Considering that a lot of sectors of the economy will have to grapple with low demand and low income while the economy recovers, the housing market is not necessarily uniquely affected.
However, current issues will only be compounding on an already existent issue. Homes in the country have been increasingly becoming expensive, and scarcely available. This is a crisis that will only worsen in the aftermath of the pandemic.
Housing prices have skyrocketed in many cities in the country. In some of the most expensive cities in the U.S., like New York and Washington, D.C., this has meant that median sales prices have increased over 50% from 2009 to 2019.
Rent prices have also continued to rise, increasing 150% since 2010. In the most affluent cities the median rent price for a one-bedroom apartment is greater than US$2,000.
These price increases have made it increasingly difficult for even middle-class families to rent or purchase homes in many areas in the U.S.
Nationally, 1 in 4 Americans now spend more than half of their monthly income on rent. Another 6 million are considered cost-burdened, meaning that they pay over 30% of their income on rent.

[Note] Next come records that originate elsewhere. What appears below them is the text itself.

//! E2E tests for reversing values through the command line

use assert_cmd::Command;
use predicates::prelude::*;

fn revint() -> Command {
    #[allow(deprecated)]
    Command::cargo_bin("revint").unwrap()
}

#[test]
fn test_reverse_arguments() {
    revint()
        .args(["123", "-123", "120"])
        .assert()
        .success()
        .stdout("321\n-321\n21\n");
}

#[test]
fn test_overflow_prints_zero() {
    revint()
        .args(["1534236469", "-2147483648"])
        .assert()
        .success()
        .stdout("0\n0\n");
}

#[test]
fn test_zero() {
    revint().arg("0").assert().success().stdout("0\n");
}

#[test]
fn test_reverse_from_stdin() {
    revint()
        .write_stdin("123\n-45\n\n1000\n")
        .assert()
        .success()
        .stdout("321\n-54\n1\n");
}

#[test]
fn test_reverse_input_list_as_json() {
    revint()
        .args(["--json", "--input", "[123,-123,120]"])
        .assert()
        .success()
        .stdout("[321,-321,21]\n");
}

#[test]
fn test_syntax_error_reports_position() {
    revint()
        .write_stdin("12\n3x\n")
        .assert()
        .failure()
        .code(1)
        .stderr(predicate::str::contains("revint:<stdin>:2:2: ERR_SYNTAX"));
}

#[test]
fn test_strict_mode() {
    revint()
        .args(["--strict", "4294967296"])
        .assert()
        .failure()
        .stderr(predicate::str::contains("ERR_RANGE"));

    revint()
        .args(["--strict", "2147483647"])
        .assert()
        .success()
        .stdout("0\n");
}

#[test]
fn test_literal_too_large() {
    revint()
        .arg("123456789012345678901234567890")
        .assert()
        .failure()
        .stderr(predicate::str::contains("ERR_LITERAL"));
}

#[test]
fn test_verbose_logs_go_to_stderr() {
    revint()
        .args(["-vv", "21"])
        .env_remove("RUST_LOG")
        .assert()
        .success()
        .stdout("12\n")
        .stderr(predicate::str::contains("reversed"));
}

#[test]
fn test_help() {
    revint()
        .arg("--help")
        .assert()
        .success()
        .stdout(predicate::str::contains("--suite"))
        .stdout(predicate::str::contains("--strict"));
}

For those working full-time but earning minimum wage, it is now impossible to rent a two-bedroom apartment in any city in the U.S. without being cost-burdened.
A lot of supply-side factors are also at play
The coronavirus has also affected construction work, with other cities shutting down construction activity.
The war on construction accelerated thanks to the COVID-19 response, which shut down numerous activities deemed “non-essential.” City officials from Philadelphia to Seattle have shut down residential construction sites, despite the fact that much of the work could be conducted with sufficiently effective social distancing. And in California, officials extended the already lengthy and costly permitting processes to give third-parties, like neighbors or activists, an additional three months after the current state of emergency ends to file lawsuits objecting to new construction—further hindering building in the near future.
The disruption of the supply chain will also have some effect
The short answer is yes. Nearly a third of home building material inputs come from China, according to the National Association of Home Builders, not to mention more finished products like bathtubs, sinks, appliances, and more. These supply lines have been disrupted.
This could delay home construction at a time when it has finally picked back up. Since the financial crisis, home building has struggled to keep pace with demand because of the cost of construction, lack of available land, and a construction labor shortage.
It is time for lawmakers to act
This should be an eye-opener for state governments that there is no putting off the affordable housing crisis. And while it may take long arguments, citing economic theory; the answer to the shortage of affordable housing has remained simple; build more homes.